On Wed, Oct 22, 2014 at 4:12 PM, Ryan Kaldari <rkaldari@wikimedia.org> wrote:
I took a look at the early data from the WikiGrok prototypes. None of this data is being posted to Wikidata yet since we want to get an idea of the quality level before we do anything with it. The bad news is we have very little data so far, the good news is that the response we do have are very high quality.

We collected a total of 229 responses. About half of them were from a short-lived bug that showed WikiGrok on all articles (for logged in Beta users), a quarter were internal tests, and 45 were legitimate user responses on appropriate articles. All 45 of the legitimate responses were from WikiGrok version A (which is the version in Beta).

Of the 45 responses, 42 were definitely answered correctly. The other 3 were ambiguous, i.e. it isn't 100% clear what the correct answer is.
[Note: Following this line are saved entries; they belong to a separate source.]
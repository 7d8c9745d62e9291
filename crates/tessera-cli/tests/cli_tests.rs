//! CLI integration tests for tessera-cli
//!
//! Tests command parsing, config handling, error output and full
//! deploy/call runs against an in-process IPC node.

use std::path::{Path, PathBuf};
use std::process::Command;

use serde_json::Value;
use tempfile::TempDir;

/// Isolated home and project directories for one run
struct Sandbox {
    home: TempDir,
    project: TempDir,
}

impl Sandbox {
    fn new() -> Self {
        Self {
            home: tempfile::tempdir().unwrap(),
            project: tempfile::tempdir().unwrap(),
        }
    }

    fn run(&self, args: &[&str]) -> std::process::Output {
        Command::new(env!("CARGO_BIN_EXE_tessera"))
            .args(args)
            .env("HOME", self.home.path())
            .env_remove("RUST_LOG")
            .current_dir(self.project.path())
            .output()
            .expect("Failed to execute command")
    }

    fn run_json(&self, args: &[&str]) -> Value {
        let mut full = vec!["--json"];
        full.extend_from_slice(args);
        let output = self.run(&full);
        let stdout = String::from_utf8_lossy(&output.stdout);
        assert!(
            output.status.success(),
            "tessera {:?} failed: {}{}",
            args,
            stdout,
            String::from_utf8_lossy(&output.stderr)
        );
        serde_json::from_str(&stdout).unwrap()
    }
}

// ==================== Help & Version Tests ====================

#[test]
fn test_cli_help() {
    let output = Sandbox::new().run(&["--help"]);
    assert!(output.status.success());
    let stdout = String::from_utf8_lossy(&output.stdout);
    for command in ["call", "send", "deploy", "rpc", "config"] {
        assert!(stdout.contains(command), "missing {}", command);
    }
}

#[test]
fn test_cli_version() {
    let output = Sandbox::new().run(&["--version"]);
    assert!(output.status.success());
    assert!(String::from_utf8_lossy(&output.stdout).contains("tessera"));
}

#[test]
fn test_cli_deploy_help() {
    let output = Sandbox::new().run(&["deploy", "--help"]);
    assert!(output.status.success());
    let stdout = String::from_utf8_lossy(&output.stdout);
    assert!(stdout.contains("--name"));
    assert!(stdout.contains("--compiler"));
}

#[test]
fn test_ipc_and_http_conflict() {
    let output = Sandbox::new().run(&["--ipc", "/tmp/x.ipc", "--http", "http://x", "rpc", "net_version"]);
    assert!(!output.status.success());
}

// ==================== Config Tests ====================

#[test]
fn test_config_show_defaults() {
    let sandbox = Sandbox::new();
    let json = sandbox.run_json(&["config", "--show"]);
    assert_eq!(json["transport"], "ipc");
    assert_eq!(json["http_url"], "http://localhost:8545");
    assert_eq!(json["block_time_secs"], 12);
    assert_eq!(json["gas"], 3141592);
    assert_eq!(json["compiler"], "serpent");
}

#[test]
fn test_config_set_persists() {
    let sandbox = Sandbox::new();
    let saved = sandbox.run_json(&["config", "--set-transport", "http", "--set-http-url", "http://node:8545"]);
    assert_eq!(saved["status"], "saved");
    assert!(sandbox.home.path().join(".tessera").join("config.toml").exists());

    let json = sandbox.run_json(&["config", "--show"]);
    assert_eq!(json["transport"], "http");
    assert_eq!(json["http_url"], "http://node:8545");
}

#[test]
fn test_config_rejects_bad_sender() {
    let output = Sandbox::new().run(&["config", "--set-sender", "0x1234"]);
    assert!(!output.status.success());
    assert!(String::from_utf8_lossy(&output.stderr).contains("Error:"));
}

#[test]
fn test_config_rejects_unknown_transport() {
    let output = Sandbox::new().run(&["config", "--set-transport", "carrier-pigeon"]);
    assert!(!output.status.success());
}

// ==================== Error Output Tests ====================

#[test]
fn test_call_unknown_contract() {
    let output = Sandbox::new().run(&["call", "token", "balance"]);
    assert_eq!(output.status.code(), Some(1));
    let stderr = String::from_utf8_lossy(&output.stderr);
    assert!(stderr.contains("no contract named 'token'"));
}

#[test]
fn test_error_json_format() {
    let output = Sandbox::new().run(&["--json", "send", "token", "transfer"]);
    assert_eq!(output.status.code(), Some(1));
    let json: Value = serde_json::from_slice(&output.stdout).unwrap();
    assert_eq!(json["success"], false);
    assert!(json["error"].as_str().unwrap().contains("token"));
}

#[test]
fn test_missing_socket_fails() {
    let sandbox = Sandbox::new();
    let socket = sandbox.project.path().join("absent.ipc");
    let output = sandbox.run(&["--ipc", socket.to_str().unwrap(), "rpc", "eth_blockNumber"]);
    assert_eq!(output.status.code(), Some(1));
}

// ==================== Node Round Trips ====================

#[cfg(unix)]
mod node {
    use super::*;
    use serde_json::json;
    use std::io::{Read, Write};
    use std::os::unix::fs::PermissionsExt;
    use std::os::unix::net::{UnixListener, UnixStream};

    const COINBASE: &str = "0x407d73d8a49eeb85d32cf465507dd71d507100c1";
    const DEPLOYED: &str = "0x1111111111111111111111111111111111111111";
    const TX_HASH: &str = "0x88df016429689c079f3b2f6ad39fa052532c56795b733da78a91ebe6a713944b";

    fn reply(request: &Value) -> Value {
        let result = match request["method"].as_str().unwrap_or_default() {
            "eth_coinbase" => json!(COINBASE),
            "eth_blockNumber" => json!("0x2a"),
            "eth_sendTransaction" => json!(TX_HASH),
            "eth_getTransactionReceipt" => json!({
                "transactionHash": TX_HASH,
                "blockNumber": "0x1",
                "contractAddress": DEPLOYED,
                "status": "0x1"
            }),
            "eth_getCode" => json!("0xaabb"),
            "eth_call" => json!(format!("0x{:064x}", 7)),
            _ => {
                return json!({
                    "jsonrpc": "2.0",
                    "id": request["id"],
                    "error": {"code": -32601, "message": "method not found"}
                })
            }
        };
        json!({"jsonrpc": "2.0", "id": request["id"], "result": result})
    }

    fn serve(mut stream: UnixStream) {
        let mut buffer = Vec::new();
        let mut chunk = [0u8; 1024];
        loop {
            let n = match stream.read(&mut chunk) {
                Ok(0) | Err(_) => return,
                Ok(n) => n,
            };
            buffer.extend_from_slice(&chunk[..n]);
            if let Ok(request) = serde_json::from_slice::<Value>(&buffer) {
                buffer.clear();
                let body = serde_json::to_vec(&reply(&request)).unwrap();
                if stream.write_all(&body).is_err() {
                    return;
                }
            }
        }
    }

    /// Node answering every connection on a socket inside `dir`
    fn spawn_node(dir: &Path) -> PathBuf {
        let path = dir.join("node.ipc");
        let listener = UnixListener::bind(&path).unwrap();
        std::thread::spawn(move || {
            for stream in listener.incoming().flatten() {
                serve(stream);
            }
        });
        path
    }

    fn fake_compiler(dir: &Path) -> PathBuf {
        let path = dir.join("fake-serpent");
        let body = r#"#!/bin/sh
cp "$2" "$HOME/last-compiled"
case "$1" in
  compile) echo 6060aabb ;;
  mk_signature) echo 'extern main: [get:[]:int256, set:[int256]:_]' ;;
  mk_full_signature) echo '[{"name":"get()","type":"function","outputs":[{"name":"","type":"uint256"}]},{"name":"set(uint256)","type":"function"}]' ;;
  *) exit 1 ;;
esac
"#;
        std::fs::write(&path, body).unwrap();
        std::fs::set_permissions(&path, std::fs::Permissions::from_mode(0o755)).unwrap();
        path
    }

    #[test]
    fn test_rpc_over_ipc() {
        let sandbox = Sandbox::new();
        let socket = spawn_node(sandbox.home.path());

        let json = sandbox.run_json(&["--ipc", socket.to_str().unwrap(), "rpc", "eth_blockNumber"]);
        assert_eq!(json["method"], "eth_blockNumber");
        assert_eq!(json["result"], "0x2a");
    }

    #[test]
    fn test_rpc_error_code_reported() {
        let sandbox = Sandbox::new();
        let socket = spawn_node(sandbox.home.path());

        let output = sandbox.run(&["--ipc", socket.to_str().unwrap(), "rpc", "debug_nothing"]);
        assert_eq!(output.status.code(), Some(1));
        assert!(String::from_utf8_lossy(&output.stderr).contains("-32601"));
    }

    #[test]
    fn test_deploy_then_call() {
        let sandbox = Sandbox::new();
        let socket = spawn_node(sandbox.home.path());
        let compiler = fake_compiler(sandbox.home.path());
        std::fs::write(sandbox.project.path().join("counter.se"), "def get(): return(7)").unwrap();
        let ipc = socket.to_str().unwrap();

        let deployed = sandbox.run_json(&[
            "--ipc",
            ipc,
            "--block-time",
            "0",
            "deploy",
            "counter.se",
            "--compiler",
            compiler.to_str().unwrap(),
        ]);
        assert_eq!(deployed["contract"], "counter");
        assert_eq!(deployed["address"], DEPLOYED);

        let record_path = sandbox.project.path().join(".tessera").join("build.json");
        let record: Value = serde_json::from_str(&std::fs::read_to_string(record_path).unwrap()).unwrap();
        assert_eq!(record["counter"]["address"], DEPLOYED);
        assert_eq!(record["counter"]["signature"], "extern counter: [get:[]:int256, set:[int256]:_]");

        let called = sandbox.run_json(&["--ipc", ipc, "call", "counter", "get"]);
        assert_eq!(called["function"], "get()");
        assert_eq!(called["result"], json!(["7"]));

        let sent = sandbox.run_json(&["--ipc", ipc, "--block-time", "0", "send", "counter", "set", "5"]);
        assert_eq!(sent["tx_hash"], TX_HASH);
        assert_eq!(sent["status"], 1);
    }

    #[test]
    fn test_deploy_resolves_imports_from_record() {
        let sandbox = Sandbox::new();
        let socket = spawn_node(sandbox.home.path());
        let compiler = fake_compiler(sandbox.home.path());
        let project = sandbox.project.path();
        std::fs::write(project.join("counter.se"), "def get(): return(7)").unwrap();
        std::fs::write(project.join("user.se"), "import counter as C\ndef f(): return(C.get())\n").unwrap();
        let ipc = socket.to_str().unwrap();
        let compiler = compiler.to_str().unwrap();

        for source in ["counter.se", "user.se"] {
            sandbox.run_json(&["--ipc", ipc, "--block-time", "0", "deploy", source, "--compiler", compiler]);
        }

        // The compiler saw the extern declaration and the recorded address
        let compiled = std::fs::read_to_string(sandbox.home.path().join("last-compiled")).unwrap();
        let lines: Vec<&str> = compiled.lines().collect();
        assert_eq!(lines[0], "extern counter: [get:[]:int256, set:[int256]:_]");
        assert_eq!(lines[1], format!("C = {}", DEPLOYED));
        assert_eq!(lines[2], "def f(): return(C.get())");
        assert!(project.join(".tessera").join("sources").join("user.se").exists());

        let record: Value = serde_json::from_str(
            &std::fs::read_to_string(project.join(".tessera").join("build.json")).unwrap(),
        )
        .unwrap();
        assert_eq!(record["user"]["signature"], "extern user: [get:[]:int256, set:[int256]:_]");
    }

    #[test]
    fn test_deploy_unknown_import_fails_before_compiling() {
        let sandbox = Sandbox::new();
        let compiler = fake_compiler(sandbox.home.path());
        std::fs::write(sandbox.project.path().join("user.se"), "import ghost as G\n").unwrap();
        let missing = sandbox.project.path().join("absent.ipc");

        let output = sandbox.run(&[
            "--ipc",
            missing.to_str().unwrap(),
            "deploy",
            "user.se",
            "--compiler",
            compiler.to_str().unwrap(),
        ]);
        assert_eq!(output.status.code(), Some(1));
        assert!(String::from_utf8_lossy(&output.stderr).contains("no contract named 'ghost'"));
        assert!(!sandbox.home.path().join("last-compiled").exists());
    }

    #[test]
    fn test_call_arity_mismatch_fails_before_connecting() {
        let sandbox = Sandbox::new();
        let record = json!({
            "counter": {"address": DEPLOYED, "full_signature": [{"name": "get()", "type": "function"}]}
        });
        let dir = sandbox.project.path().join(".tessera");
        std::fs::create_dir_all(&dir).unwrap();
        std::fs::write(dir.join("build.json"), record.to_string()).unwrap();

        let missing = sandbox.project.path().join("absent.ipc");
        let output = sandbox.run(&["--ipc", missing.to_str().unwrap(), "call", "counter", "get", "1"]);
        assert_eq!(output.status.code(), Some(1));
        assert!(String::from_utf8_lossy(&output.stderr).contains("Arity mismatch"));
    }
}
As an example of an ambiguous case, a user marked the following claim as true: 'Kailash Satyarthi: occupation->engineer'. The article states that Kailash Satyarthi studied engineering in college, and may have taught engineering, although it is unclear if he ever practiced engineering. The article is mainly about his career as a political activist.

The most interesting thing about the responses so far is that there are zero blatantly wrong claims. In other words, it appears that all of the users so far have at least tried to answer the questions in good faith.

Only 9 of the 45 claims are anti-claims, i.e. 'John Doe was not a teacher'. It isn't clear, however, if this is due to the fact that negative claims are much harder to be certain about or due to most of the potential claims in the suggestions database being accurate claims.

Looking at the data from the bug period (Oct. 16) is also interesting. Due to an API bug, we temporarily surfaced WikiGrok on all articles. This resulted in nonsensical questions like "Was Supersymmetry a politician?" Even in the face of nonsense questions, 94% of responses were accurate.

Wow. I know it's a small sample and just beta users, yadda yadda, but this is kind of amazing! I'd expect *more* nonsense coming from beta users who might just be tapping around on shiny cool new stuff without even reading it.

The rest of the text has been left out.